Coming from a long line of Swedes, my family wasn’t particularly huggy. The first time I heard the expression “God’s Frozen People” I laughed out of recognition. Growing up in very Italian areas, a mode of being that was considered appropriate at home sometimes got read as aloof or standoffish when out in the world. It wasn’t; it was respectful distance. But that didn’t always translate.
In college the Scandinavian way was fine; I went to college in New England, in a pretty WASP-y place. A certain distance wasn’t considered weird. In grad school, though, it often was. Older male professors often liked to greet people with the arm around the shoulder from behind, or the solid back-slap.
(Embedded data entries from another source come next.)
use std::path::{Path, PathBuf};

use serde::{Deserialize, Serialize};

use crate::{
    magic::{CONFIG_DIR_NAME, CONFIG_FILE_NAME, DEFAULT_FORMULA_MARKER, ENV_ENGINE_CONFIG_PATH},
    utils::error::{SurfError, SurfResult},
};

/// Tunables of the expression and binding engine.
#[derive(Debug, Clone, PartialEq, Eq, Serialize, Deserialize)]
#[serde(default)]
pub struct EngineConfig {
    /// Prefix stripped from expression text before compilation.
    pub formula_marker: String,

    /// Whether expression mode alone makes a property count as overridden.
    pub expression_overrides_value: bool,

    /// Recover references whose identifier no longer resolves through
    /// previously learned entity links.
    pub self_healing: bool,

    /// Rewrite stale identifiers in expression text once a link is recovered.
    pub rewrite_references: bool,

    /// Server token used by `osc('/addr')` when neither the expression nor an
    /// ancestor of the owner names a server.
    pub default_server: Option<String>,
}

impl Default for EngineConfig {
    fn default() -> Self {
        Self {
            formula_marker: DEFAULT_FORMULA_MARKER.to_string(),
            expression_overrides_value: true,
            self_healing: true,
            rewrite_references: true,
            default_server: None,
        }
    }
}

impl EngineConfig {
    /// Get the default path to the engine configuration file.
    pub fn default_path() -> PathBuf {
        if let Ok(config_path) = std::env::var(ENV_ENGINE_CONFIG_PATH) {
            return config_path.into();
        }

        let mut path = PathBuf::new();

        #[cfg(target_os = "windows")]
        {
            if let Ok(appdata) = std::env::var("APPDATA") {
                path.push(appdata);
            }
        }
        #[cfg(not(target_os = "windows"))]
        {
            if let Ok(xdg_config_home) = std::env::var("XDG_CONFIG_HOME") {
                path.push(xdg_config_home);
            } else if let Ok(home) = std::env::var("HOME") {
                path.push(home);
                path.push(".config");
            }
        }

        path.push(CONFIG_DIR_NAME);
        path.push(CONFIG_FILE_NAME);
        path
    }

    /// Load an EngineConfig from a TOML file. Missing keys take their defaults.
    pub fn load_from_toml(path: &Path) -> SurfResult<Self> {
        let toml_str = std::fs::read_to_string(path)?;

        toml::from_str(&toml_str).map_err(|e| SurfError::ConfigParseError {
            source: e,
            file: path.display().to_string(),
        })
    }

    /// Save the EngineConfig to a TOML file, creating parent directories.
    pub fn save_to_toml(&self, path: &Path) -> SurfResult<()> {
        let toml_str = toml::to_string(self).map_err(|e| SurfError::ConfigSerializeError {
            source: e,
            file: path.display().to_string(),
        })?;

        if let Some(parent) = path.parent() {
            std::fs::create_dir_all(parent)?;
        }

        std::fs::write(path, toml_str)?;
        Ok(())
    }

    /// Strip the formula marker, a leading `return` and trailing semicolons.
    ///
    /// The result is what gets compiled and what keys the compile cache.
    pub fn normalize<'a>(&self, text: &'a str) -> &'a str {
        let mut src = text.trim();
        if !self.formula_marker.is_empty() {
            src = src.strip_prefix(self.formula_marker.as_str()).unwrap_or(src).trim_start();
        }
        if let Some(rest) = src.strip_prefix("return")
            && !rest.starts_with(|c: char| c.is_ascii_alphanumeric() || c == '_')
        {
            src = rest.trim_start();
        }
        src.trim_end_matches(|c: char| c == ';' || c.is_whitespace())
    }
}

#[cfg(test)]
mod tests {
    use super::*;

    #[test]
    fn normalize_strips_marker_return_and_semicolons() {
        let config = EngineConfig::default();
        assert_eq!(config.normalize("  =prop('a:x') + 1 "), "prop('a:x') + 1");
        assert_eq!(config.normalize("= return 1 + 2;;"), "1 + 2");
        assert_eq!(config.normalize("returned"), "returned");
        assert_eq!(config.normalize("=="), "=");
    }

    #[test]
    fn partial_toml_keeps_defaults() {
        let config: EngineConfig = toml::from_str("self_healing = false\ndefault_server = \"mixer\"").unwrap();
        assert!(!config.self_healing);
        assert!(config.rewrite_references);
        assert_eq!(config.formula_marker, "=");
        assert_eq!(config.default_server.as_deref(), Some("mixer"));
    }

    #[test]
    fn config_round_trips_through_file() {
        let dir = std::env::temp_dir().join(format!("surfcore-conf-{}", std::process::id()));
        let path = dir.join("nested").join("engine.toml");
        let config = EngineConfig {
            formula_marker: "$".into(),
            default_server: Some("main".into()),
            ..Default::default()
        };
        config.save_to_toml(&path).unwrap();
        assert_eq!(EngineConfig::load_from_toml(&path).unwrap(), config);
        std::fs::remove_dir_all(&dir).unwrap();
    }

    #[test]
    fn missing_file_is_an_io_error() {
        let err = EngineConfig::load_from_toml(Path::new("/definitely/not/here.toml")).unwrap_err();
        assert!(matches!(err, SurfError::IoError(_)));
    }
}
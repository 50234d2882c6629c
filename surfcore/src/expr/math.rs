//! The `math` namespace available to expressions.
use strum::{Display, EnumIter, EnumString};
use surfprop::value::Value;

#[derive(Debug, Clone, Copy, PartialEq, Eq, Hash, Display, EnumString, EnumIter)]
#[strum(serialize_all = "lowercase")]
pub enum MathFn {
    Abs,
    Min,
    Max,
    Floor,
    Ceil,
    Round,
    Trunc,
    Sign,
    Sqrt,
    Cbrt,
    Pow,
    Exp,
    Log,
    Log10,
    Log2,
    Sin,
    Cos,
    Tan,
    Asin,
    Acos,
    Atan,
    Atan2,
    Hypot,
    Clamp,
}

#[derive(Debug, Clone, Copy, PartialEq, Eq, Hash, Display, EnumString, EnumIter)]
pub enum MathConst {
    #[strum(serialize = "PI")]
    Pi,
    #[strum(serialize = "E")]
    E,
}

impl MathConst {
    pub fn value(self) -> f64 {
        match self {
            MathConst::Pi => std::f64::consts::PI,
            MathConst::E => std::f64::consts::E,
        }
    }
}

impl MathFn {
    /// Accepted argument count as `(min, max)`; `None` means variadic.
    pub fn arity(self) -> (usize, Option<usize>) {
        match self {
            MathFn::Min | MathFn::Max | MathFn::Hypot => (0, None),
            MathFn::Pow | MathFn::Atan2 => (2, Some(2)),
            MathFn::Clamp => (3, Some(3)),
            _ => (1, Some(1)),
        }
    }

    pub fn accepts(self, count: usize) -> bool {
        let (min, max) = self.arity();
        count >= min && max.is_none_or(|max| count <= max)
    }

    /// Apply to already evaluated arguments. Non-numeric input yields NaN.
    pub fn call(self, args: &[Value]) -> Value {
        let nums: Vec<f64> = args.iter().map(Value::to_number).collect();
        let x = nums.first().copied().unwrap_or(f64::NAN);
        let y = nums.get(1).copied().unwrap_or(f64::NAN);

        let result = match self {
            MathFn::Abs => x.abs(),
            MathFn::Min => {
                if nums.iter().any(|n| n.is_nan()) {
                    f64::NAN
                } else {
                    nums.iter().copied().fold(f64::INFINITY, f64::min)
                }
            }
            MathFn::Max => {
                if nums.iter().any(|n| n.is_nan()) {
                    f64::NAN
                } else {
                    nums.iter().copied().fold(f64::NEG_INFINITY, f64::max)
                }
            }
            MathFn::Floor => x.floor(),
            MathFn::Ceil => x.ceil(),
            MathFn::Round => (x + 0.5).floor(),
            MathFn::Trunc => x.trunc(),
            MathFn::Sign => {
                if x.is_nan() || x == 0.0 {
                    x
                } else {
                    x.signum()
                }
            }
            MathFn::Sqrt => x.sqrt(),
            MathFn::Cbrt => x.cbrt(),
            MathFn::Pow => x.powf(y),
            MathFn::Exp => x.exp(),
            MathFn::Log => x.ln(),
            MathFn::Log10 => x.log10(),
            MathFn::Log2 => x.log2(),
            MathFn::Sin => x.sin(),
            MathFn::Cos => x.cos(),
            MathFn::Tan => x.tan(),
            MathFn::Asin => x.asin(),
            MathFn::Acos => x.acos(),
            MathFn::Atan => x.atan(),
            MathFn::Atan2 => x.atan2(y),
            MathFn::Hypot => nums.iter().map(|n| n * n).sum::<f64>().sqrt(),
            MathFn::Clamp => {
                let hi = nums.get(2).copied().unwrap_or(f64::NAN);
                x.max(y).min(hi)
            }
        };
        Value::number(result)
    }
}

#[cfg(test)]
mod tests {
    use std::str::FromStr;

    use strum::IntoEnumIterator;

    use super::*;

    #[test]
    fn names_parse_in_lowercase() {
        for f in MathFn::iter() {
            assert_eq!(MathFn::from_str(&f.to_string()), Ok(f));
        }
        assert_eq!(MathFn::from_str("log10"), Ok(MathFn::Log10));
        assert!(MathFn::from_str("eval").is_err());
        assert_eq!(MathConst::from_str("PI"), Ok(MathConst::Pi));
    }

    #[test]
    fn rounding_and_clamping() {
        assert_eq!(MathFn::Round.call(&[Value::Float(2.5)]), Value::Int(3));
        assert_eq!(MathFn::Round.call(&[Value::Float(-2.5)]), Value::Int(-2));
        assert_eq!(
            MathFn::Clamp.call(&[Value::Int(15), Value::Int(0), Value::Int(10)]),
            Value::Int(10)
        );
        assert_eq!(MathFn::Max.call(&[]), Value::Float(f64::NEG_INFINITY));
        assert_eq!(
            MathFn::Min.call(&[Value::Int(3), Value::from("1"), Value::Float(2.5)]),
            Value::Int(1)
        );
    }

    #[test]
    fn arity_bounds() {
        assert!(MathFn::Hypot.accepts(0));
        assert!(MathFn::Pow.accepts(2));
        assert!(!MathFn::Pow.accepts(1));
        assert!(!MathFn::Sqrt.accepts(2));
    }
}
Every single time someone did that, I bristled. It wasn’t threatening, exactly, and certainly not in a sexual way, but it still felt inappropriate. It was like claiming ownership. I didn’t care for it, which actually annoyed a few of them. I respect others’ boundaries, and prefer that they respect mine. Fair is fair.
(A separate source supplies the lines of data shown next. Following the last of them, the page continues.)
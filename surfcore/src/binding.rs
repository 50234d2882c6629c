//! Declarative two-way binding of one property to one remote address.
use std::sync::{
    Arc, Weak,
    atomic::{AtomicBool, Ordering},
};

use log::{debug, trace, warn};
use parking_lot::{Mutex, RwLock};
use surfprop::{Property, Value, node::ObserverId};

use crate::base::{
    SurfaceContext,
    registry::EntityId,
    server::{ListenerId, NodeCallback, NodeEvent, ParameterServer},
};

/// Remote end of a [`PropertyBinding`].
#[derive(Debug, Clone, PartialEq, Eq, Hash)]
pub struct BindingTarget {
    /// Identifier token of the server entity.
    pub server: String,
    pub address: String,
}

impl BindingTarget {
    pub fn new(server: impl Into<String>, address: impl Into<String>) -> Self {
        Self {
            server: server.into(),
            address: address.into(),
        }
    }
}

struct Link {
    server_id: EntityId,
    address: String,
    server: Arc<dyn ParameterServer>,
    listener: ListenerId,
}

fn args_equal(a: &[Value], b: &[Value]) -> bool {
    a.len() == b.len() && a.iter().zip(b).all(|(a, b)| a.loose_eq(b))
}

/// Keeps a property and a remote address in step, in both directions.
///
/// The target is resolved only when it is set and on [`refresh`]. Nothing
/// watches the registry on the binding's behalf: the host must call `refresh`
/// after a server registers, finishes loading its structure or is renamed,
/// otherwise the binding keeps its previous link (or stays unlinked).
/// Echoes are suppressed: applying an inbound value does not push it back out,
/// and pushing a value ignores what the server reflects during the push. A
/// local value that already matches the remote node is not sent.
///
/// [`refresh`]: PropertyBinding::refresh
pub struct PropertyBinding {
    ctx: Arc<SurfaceContext>,
    property: Arc<Property>,
    target: RwLock<Option<BindingTarget>>,
    link: Mutex<Option<Link>>,
    last_inbound: Mutex<Option<Value>>,
    last_outbound: Mutex<Option<Vec<Value>>>,
    applying_inbound: AtomicBool,
    applying_outbound: AtomicBool,
    observer: Mutex<Option<ObserverId>>,
    me: Weak<PropertyBinding>,
}

impl PropertyBinding {
    pub fn new(ctx: &Arc<SurfaceContext>, property: &Arc<Property>) -> Arc<Self> {
        let binding = Arc::new_cyclic(|me: &Weak<Self>| Self {
            ctx: ctx.clone(),
            property: property.clone(),
            target: RwLock::new(None),
            link: Mutex::new(None),
            last_inbound: Mutex::new(None),
            last_outbound: Mutex::new(None),
            applying_inbound: AtomicBool::new(false),
            applying_outbound: AtomicBool::new(false),
            observer: Mutex::new(None),
            me: me.clone(),
        });

        let this = Arc::downgrade(&binding);
        let observer = property.observe(move |value| {
            if let Some(binding) = this.upgrade() {
                binding.push_outbound(value);
            }
        });
        *binding.observer.lock() = Some(observer);
        binding
    }

    pub fn target(&self) -> Option<BindingTarget> {
        self.target.read().clone()
    }

    pub fn set_target(&self, target: Option<BindingTarget>) {
        *self.target.write() = target;
        self.refresh();
    }

    pub fn is_linked(&self) -> bool {
        self.link.lock().is_some()
    }

    /// Re-resolve the target. Subscribes once per distinct `(server, address)`
    /// and drops the subscription when the target is unset or unreachable.
    ///
    /// Must be called by the host whenever the set of servers or their
    /// identifiers change.
    pub fn refresh(&self) {
        let wanted = self.target().and_then(|target| {
            let entity = self
                .ctx
                .registry
                .lookup(&target.server)
                .or_else(|| self.ctx.directory.find_by_name(&target.server))?;
            let server = entity.server()?;
            (server.structure_ready() && server.get_node(&target.address).is_some())
                .then(|| (entity.entity_id(), target.address, server))
        });

        let mut link = self.link.lock();
        let unchanged = match (&*link, &wanted) {
            (Some(current), Some((server_id, address, _))) => {
                current.server_id == *server_id && current.address == *address
            }
            (None, None) => true,
            _ => false,
        };
        if unchanged {
            return;
        }

        if let Some(old) = link.take() {
            old.server.remove_node_listener(&old.address, old.listener);
            debug!("Binding released `{}` ({})", old.address, old.listener);
        }
        *self.last_inbound.lock() = None;
        *self.last_outbound.lock() = None;

        let Some((server_id, address, server)) = wanted else {
            return;
        };
        let this = self.me.clone();
        let callback: NodeCallback = Arc::new(move |event: &NodeEvent| {
            if let Some(binding) = this.upgrade() {
                binding.on_event(event);
            }
        });
        let listener = server.add_node_listener(&address, callback);
        debug!("Binding subscribed `{}` ({})", address, listener);
        *link = Some(Link {
            server_id,
            address,
            server,
            listener,
        });
    }

    fn on_event(&self, event: &NodeEvent) {
        let NodeEvent::ValueChanged(args) = event;
        if self.applying_outbound.load(Ordering::Acquire) {
            trace!("Binding dropped an inbound echo");
            return;
        }

        let definition = self.property.definition();
        let value = Value::from_args(args);
        {
            let mut last = self.last_inbound.lock();
            if last
                .as_ref()
                .is_some_and(|last| definition.ty.values_equal(last, &value))
            {
                return;
            }
            *last = Some(value.clone());
        }

        let value = match &definition.filter {
            Some(filter) => match filter(value) {
                Ok(value) => value,
                Err(message) => {
                    warn!("Binding rejected an inbound value: {}", message);
                    return;
                }
            },
            None => value,
        };

        self.applying_inbound.store(true, Ordering::Release);
        self.property.set_raw(definition.coerce(value));
        self.applying_inbound.store(false, Ordering::Release);
        *self.last_outbound.lock() = None;
    }

    fn push_outbound(&self, value: &Value) {
        if self.applying_inbound.load(Ordering::Acquire) {
            return;
        }

        let (server, address) = match &*self.link.lock() {
            Some(link) => (link.server.clone(), link.address.clone()),
            None => return,
        };
        let Some(node) = server.get_node(&address) else {
            return;
        };

        let args = node.coerce_args(value);
        {
            let mut last = self.last_outbound.lock();
            if args_equal(last.as_deref().unwrap_or(&node.args), &args) {
                return;
            }
            *last = Some(args.clone());
        }

        self.applying_outbound.store(true, Ordering::Release);
        server.send_node_value(&address, args.clone());
        server.set_cached_value(&address, args);
        self.applying_outbound.store(false, Ordering::Release);
        *self.last_inbound.lock() = None;
    }

    /// Drop the subscription and stop observing the property.
    pub fn cleanup(&self) {
        if let Some(link) = self.link.lock().take() {
            link.server.remove_node_listener(&link.address, link.listener);
        }
        if let Some(observer) = self.observer.lock().take() {
            self.property.unobserve(observer);
        }
    }
}
use strum::{EnumIs, EnumTryAs};
use thiserror::Error;

#[derive(Debug, Clone, PartialEq, Eq, Hash, EnumIs, EnumTryAs, Error)]
pub enum Error {
    /// A snapshot targets a leaf where the tree holds a container, or the reverse.
    #[error(
        "Snapshot shape does not match the property tree at `{path}`: expected a {expected}, found a {found}."
    )]
    ShapeMismatch {
        path: String,
        expected: &'static str,
        found: &'static str,
    },

    /// No node exists at the given dotted path.
    #[error("No property exists at path `{0}`.")]
    UnknownPath(String),

    /// The node at the given path is a container where a leaf was required.
    #[error("The node at `{0}` is a property group, not a property.")]
    NotALeaf(String),

    /// A user-supplied filter function rejected a value.
    #[error("Filter rejected the value: {0}")]
    FilterRejected(String),
}

pub type Result<T> = std::result::Result<T, Error>;

/// Normalize a human identifier into a registry token.
///
/// Lower-cases, trims, collapses whitespace runs into a single underscore and
/// strips every character outside `[a-z0-9_-]`.
///
/// ```rust
/// # use surfprop::utils::sanitize_identifier;
/// assert_eq!(sanitize_identifier("  Main Mixer  "), "main_mixer");
/// assert_eq!(sanitize_identifier("Dev-A/01"), "dev-a01");
/// assert_eq!(sanitize_identifier("devA"), "deva");
/// ```
pub fn sanitize_identifier(raw: &str) -> String {
    raw.trim()
        .to_lowercase()
        .split_whitespace()
        .collect::<Vec<_>>()
        .join("_")
        .chars()
        .filter(|c| c.is_ascii_lowercase() || c.is_ascii_digit() || matches!(c, '_' | '-'))
        .collect()
}

#[cfg(test)]
mod tests {
    use super::*;

    #[test]
    fn sanitize_collapses_inner_whitespace() {
        assert_eq!(sanitize_identifier("a \t  b\nc"), "a_b_c");
        assert_eq!(sanitize_identifier(""), "");
        assert_eq!(sanitize_identifier("   "), "");
    }

    #[test]
    fn sanitize_strips_foreign_characters() {
        assert_eq!(sanitize_identifier("Café №1!"), "caf_1");
        assert_eq!(sanitize_identifier("dev_a"), "dev_a");
    }
}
Finally, the culture is starting to catch up. Sweet, sweet vindication is mine…
IHE’s story about college presidents greeting people with hugs, and sometimes hugging them against their will, struck a chord.
In work settings, a certain distance is often appropriate. I see that as part of a larger philosophy of what should come with positional authority. Positional authority -- workplace power, if you prefer -- should be understood as entrusted. It’s about the institution, not the person, and the point of the authority is to help the institution meet its goals. Holding a position of authority involves being entrusted with power for certain kinds of purposes. Using it for other purposes is violating that trust.
In collective bargaining negotiations about ten years ago, I had a revealing colloquy with a professor. The issue at hand was the “community service” expectation in the contract. She suggested having each professor prepare a lengthy portfolio for the administration to review, encompassing all of the community service work they had done. Her line, which I remember to this day, was “don’t you want to know the whole person?” I surprised her with a “no,” saying that it’s not up to me to judge the whole person. My job was to evaluate job performance. The rest of a professor’s life wasn’t any of my business, as long as it didn’t interfere at work. She looked surprised, and perplexed, but I think the basic stance makes sense.
(The point of that is to allow space for a personal life, not to sacrifice a personal life to work.)
I wouldn’t support some sort of blanket ban on hugging, obviously. Some people have known each other forever, and there’s a context of a much thicker relationship. And sometimes awful things happen. I remember people hugging and crying in the hallways on 9/11, for instance. In moments like that, it makes sense to loosen certain rules for a bit.
But those moments should be understood as exceptions. Because the feeling of being claimed against your will -- even if the other person doesn’t consciously realize that’s what’s happening -- is degrading. It shouldn’t be a part of work. And that’s without even addressing the sexual side to it, which I’ve been spared but many people, especially women, haven’t. That is not okay.
My advice to presidents? Handshakes are fine. In exceptional cases, hugs from the front can be appropriate, but be attuned to any sign that this isn’t an exceptional case. And don’t sneak up on people and grab them from behind, ever. Just don’t.
If you aren’t sure, err on the side of respect. It may lead to a few awkward moments, but over time, it wears well. You don’t even have to be Swedish to appreciate it.